* **DIRECTIONS**:
Within the material below, how many lines include "ProcessedComic"? Answer with the count only.
※ ※ ※
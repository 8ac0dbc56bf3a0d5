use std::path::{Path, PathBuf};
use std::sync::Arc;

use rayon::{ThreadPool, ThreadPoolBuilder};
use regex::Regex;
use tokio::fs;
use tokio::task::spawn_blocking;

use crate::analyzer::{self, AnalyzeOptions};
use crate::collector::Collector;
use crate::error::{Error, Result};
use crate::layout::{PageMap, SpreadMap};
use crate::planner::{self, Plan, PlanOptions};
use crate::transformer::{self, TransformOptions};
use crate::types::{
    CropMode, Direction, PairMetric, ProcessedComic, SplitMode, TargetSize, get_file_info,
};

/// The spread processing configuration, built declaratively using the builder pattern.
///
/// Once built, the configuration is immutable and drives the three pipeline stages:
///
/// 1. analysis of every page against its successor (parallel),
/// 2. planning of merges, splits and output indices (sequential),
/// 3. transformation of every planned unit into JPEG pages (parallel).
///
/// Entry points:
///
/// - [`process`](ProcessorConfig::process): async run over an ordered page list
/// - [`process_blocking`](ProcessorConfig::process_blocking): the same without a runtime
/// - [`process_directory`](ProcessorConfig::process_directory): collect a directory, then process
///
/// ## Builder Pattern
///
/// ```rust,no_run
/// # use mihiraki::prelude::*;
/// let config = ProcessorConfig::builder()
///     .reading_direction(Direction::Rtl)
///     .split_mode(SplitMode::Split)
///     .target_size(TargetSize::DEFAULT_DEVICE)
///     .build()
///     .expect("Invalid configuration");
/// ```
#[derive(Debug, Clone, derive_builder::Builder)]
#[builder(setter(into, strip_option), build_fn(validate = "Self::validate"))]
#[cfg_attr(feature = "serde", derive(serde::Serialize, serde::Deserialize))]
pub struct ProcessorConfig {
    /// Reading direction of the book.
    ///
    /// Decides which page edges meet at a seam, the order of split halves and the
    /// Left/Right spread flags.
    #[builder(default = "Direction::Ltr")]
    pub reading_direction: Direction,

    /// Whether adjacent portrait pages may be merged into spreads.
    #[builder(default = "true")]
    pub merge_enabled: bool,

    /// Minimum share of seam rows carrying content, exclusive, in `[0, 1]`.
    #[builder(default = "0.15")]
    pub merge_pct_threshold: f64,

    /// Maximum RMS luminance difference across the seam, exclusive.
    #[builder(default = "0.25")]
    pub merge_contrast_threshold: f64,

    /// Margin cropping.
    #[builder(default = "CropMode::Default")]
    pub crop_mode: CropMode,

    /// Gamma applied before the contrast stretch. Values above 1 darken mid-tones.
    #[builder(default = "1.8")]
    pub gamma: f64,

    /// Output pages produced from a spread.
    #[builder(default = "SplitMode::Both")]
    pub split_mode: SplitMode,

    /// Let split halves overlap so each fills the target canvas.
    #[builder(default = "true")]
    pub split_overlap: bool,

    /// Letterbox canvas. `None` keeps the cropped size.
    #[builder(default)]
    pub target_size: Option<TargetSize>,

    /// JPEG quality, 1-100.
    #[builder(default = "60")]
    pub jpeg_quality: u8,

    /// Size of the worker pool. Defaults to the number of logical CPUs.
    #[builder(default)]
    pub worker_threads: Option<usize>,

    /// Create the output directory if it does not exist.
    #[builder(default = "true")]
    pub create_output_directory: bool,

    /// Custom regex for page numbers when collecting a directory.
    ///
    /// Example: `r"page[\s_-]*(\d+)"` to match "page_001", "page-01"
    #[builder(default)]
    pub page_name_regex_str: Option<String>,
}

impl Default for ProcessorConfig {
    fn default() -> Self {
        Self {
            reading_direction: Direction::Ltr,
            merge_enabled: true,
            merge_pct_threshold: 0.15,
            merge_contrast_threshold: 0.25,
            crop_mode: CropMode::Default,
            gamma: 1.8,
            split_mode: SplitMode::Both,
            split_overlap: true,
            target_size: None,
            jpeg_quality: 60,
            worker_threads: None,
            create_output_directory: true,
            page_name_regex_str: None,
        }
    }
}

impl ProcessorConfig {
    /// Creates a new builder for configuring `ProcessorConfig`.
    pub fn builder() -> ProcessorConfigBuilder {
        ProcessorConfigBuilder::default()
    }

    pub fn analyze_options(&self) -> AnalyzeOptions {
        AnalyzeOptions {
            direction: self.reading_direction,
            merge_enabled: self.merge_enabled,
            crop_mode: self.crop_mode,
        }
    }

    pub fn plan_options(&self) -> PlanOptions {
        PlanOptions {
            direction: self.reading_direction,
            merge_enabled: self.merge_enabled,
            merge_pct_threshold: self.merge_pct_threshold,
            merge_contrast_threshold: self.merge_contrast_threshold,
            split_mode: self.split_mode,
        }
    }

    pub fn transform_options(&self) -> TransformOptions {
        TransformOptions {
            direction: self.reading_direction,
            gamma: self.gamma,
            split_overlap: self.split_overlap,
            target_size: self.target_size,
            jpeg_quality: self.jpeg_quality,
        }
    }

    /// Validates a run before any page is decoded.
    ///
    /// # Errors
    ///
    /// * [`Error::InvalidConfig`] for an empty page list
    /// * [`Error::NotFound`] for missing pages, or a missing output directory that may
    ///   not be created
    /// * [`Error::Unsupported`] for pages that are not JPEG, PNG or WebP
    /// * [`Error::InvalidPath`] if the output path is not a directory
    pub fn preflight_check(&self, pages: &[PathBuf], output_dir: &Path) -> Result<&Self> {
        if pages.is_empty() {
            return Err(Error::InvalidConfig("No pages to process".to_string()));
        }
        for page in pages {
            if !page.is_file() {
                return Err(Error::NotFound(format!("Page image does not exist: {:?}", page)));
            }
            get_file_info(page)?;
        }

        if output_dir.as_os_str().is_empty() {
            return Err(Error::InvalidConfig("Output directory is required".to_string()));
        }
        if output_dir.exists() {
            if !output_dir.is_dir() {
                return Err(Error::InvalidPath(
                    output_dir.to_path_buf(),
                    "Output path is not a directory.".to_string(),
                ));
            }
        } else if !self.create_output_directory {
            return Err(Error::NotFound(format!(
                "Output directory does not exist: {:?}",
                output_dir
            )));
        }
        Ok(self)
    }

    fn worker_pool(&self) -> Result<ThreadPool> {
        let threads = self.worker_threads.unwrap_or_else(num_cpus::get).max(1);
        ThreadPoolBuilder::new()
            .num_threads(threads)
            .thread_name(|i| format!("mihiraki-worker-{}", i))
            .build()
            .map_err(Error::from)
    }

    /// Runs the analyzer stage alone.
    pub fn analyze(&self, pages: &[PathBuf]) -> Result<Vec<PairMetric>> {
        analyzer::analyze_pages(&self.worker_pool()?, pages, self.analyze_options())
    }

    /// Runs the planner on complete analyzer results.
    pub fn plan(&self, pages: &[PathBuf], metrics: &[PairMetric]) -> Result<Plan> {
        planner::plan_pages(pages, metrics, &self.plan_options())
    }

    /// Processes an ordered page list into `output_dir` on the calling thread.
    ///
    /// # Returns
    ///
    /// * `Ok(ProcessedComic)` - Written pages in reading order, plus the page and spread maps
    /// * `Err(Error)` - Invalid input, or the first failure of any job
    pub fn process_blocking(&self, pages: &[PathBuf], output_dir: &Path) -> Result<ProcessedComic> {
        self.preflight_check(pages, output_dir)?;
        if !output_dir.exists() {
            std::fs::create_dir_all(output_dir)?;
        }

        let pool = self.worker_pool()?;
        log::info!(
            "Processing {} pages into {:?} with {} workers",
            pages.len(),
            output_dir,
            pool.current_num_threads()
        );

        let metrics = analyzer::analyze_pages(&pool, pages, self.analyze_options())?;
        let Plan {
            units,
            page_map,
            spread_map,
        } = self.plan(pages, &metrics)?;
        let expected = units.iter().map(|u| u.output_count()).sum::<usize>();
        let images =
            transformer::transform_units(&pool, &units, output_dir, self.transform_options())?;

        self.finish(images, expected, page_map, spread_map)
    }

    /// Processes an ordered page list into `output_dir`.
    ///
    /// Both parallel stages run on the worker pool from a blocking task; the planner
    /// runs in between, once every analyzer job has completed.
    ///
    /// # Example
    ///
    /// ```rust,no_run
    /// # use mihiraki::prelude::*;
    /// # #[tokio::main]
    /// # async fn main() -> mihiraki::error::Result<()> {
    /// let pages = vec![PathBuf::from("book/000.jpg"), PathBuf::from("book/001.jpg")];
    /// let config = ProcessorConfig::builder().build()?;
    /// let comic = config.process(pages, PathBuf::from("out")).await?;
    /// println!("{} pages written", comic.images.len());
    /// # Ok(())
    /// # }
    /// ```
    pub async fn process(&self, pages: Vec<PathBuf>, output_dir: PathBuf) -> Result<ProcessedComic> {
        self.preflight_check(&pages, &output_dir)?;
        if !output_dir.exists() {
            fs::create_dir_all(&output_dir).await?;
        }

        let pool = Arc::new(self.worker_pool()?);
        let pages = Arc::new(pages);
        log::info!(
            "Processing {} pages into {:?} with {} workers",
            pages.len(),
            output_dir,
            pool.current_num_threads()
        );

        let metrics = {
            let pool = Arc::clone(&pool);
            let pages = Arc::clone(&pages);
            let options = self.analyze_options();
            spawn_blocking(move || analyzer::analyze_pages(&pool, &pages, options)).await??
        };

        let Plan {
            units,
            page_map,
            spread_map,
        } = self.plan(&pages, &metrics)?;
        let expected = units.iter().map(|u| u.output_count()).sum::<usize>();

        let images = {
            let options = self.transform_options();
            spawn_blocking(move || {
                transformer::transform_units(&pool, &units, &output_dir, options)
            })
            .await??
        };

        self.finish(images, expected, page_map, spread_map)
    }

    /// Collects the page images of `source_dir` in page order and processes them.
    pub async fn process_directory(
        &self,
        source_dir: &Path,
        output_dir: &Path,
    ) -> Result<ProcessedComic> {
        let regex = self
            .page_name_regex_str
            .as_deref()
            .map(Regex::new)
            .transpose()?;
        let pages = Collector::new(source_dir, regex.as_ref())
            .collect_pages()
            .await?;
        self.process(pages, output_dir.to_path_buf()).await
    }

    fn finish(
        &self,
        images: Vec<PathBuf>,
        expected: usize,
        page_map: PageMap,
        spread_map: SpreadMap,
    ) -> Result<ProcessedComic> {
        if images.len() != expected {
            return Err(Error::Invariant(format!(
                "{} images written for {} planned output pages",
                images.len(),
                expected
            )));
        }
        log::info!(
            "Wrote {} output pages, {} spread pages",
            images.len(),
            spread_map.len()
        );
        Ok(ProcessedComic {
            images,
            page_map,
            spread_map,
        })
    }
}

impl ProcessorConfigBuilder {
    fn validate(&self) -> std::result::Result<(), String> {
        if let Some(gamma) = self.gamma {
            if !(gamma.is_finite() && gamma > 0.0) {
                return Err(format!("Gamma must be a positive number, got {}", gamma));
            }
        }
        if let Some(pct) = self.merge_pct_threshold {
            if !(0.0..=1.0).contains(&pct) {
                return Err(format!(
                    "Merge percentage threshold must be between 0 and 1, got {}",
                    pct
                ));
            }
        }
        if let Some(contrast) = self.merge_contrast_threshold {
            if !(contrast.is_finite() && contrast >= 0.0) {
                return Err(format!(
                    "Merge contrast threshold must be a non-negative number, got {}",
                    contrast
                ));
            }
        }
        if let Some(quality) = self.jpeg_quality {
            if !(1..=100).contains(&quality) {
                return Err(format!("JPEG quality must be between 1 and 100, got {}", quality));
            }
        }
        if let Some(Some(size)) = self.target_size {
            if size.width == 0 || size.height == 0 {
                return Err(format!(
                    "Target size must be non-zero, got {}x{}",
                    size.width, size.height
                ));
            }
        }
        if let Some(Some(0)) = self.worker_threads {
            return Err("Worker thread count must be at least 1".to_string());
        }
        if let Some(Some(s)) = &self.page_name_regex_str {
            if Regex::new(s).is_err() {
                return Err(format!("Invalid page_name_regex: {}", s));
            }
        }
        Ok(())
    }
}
※ ※ ※
* **SOLVED PROBLEM**:
7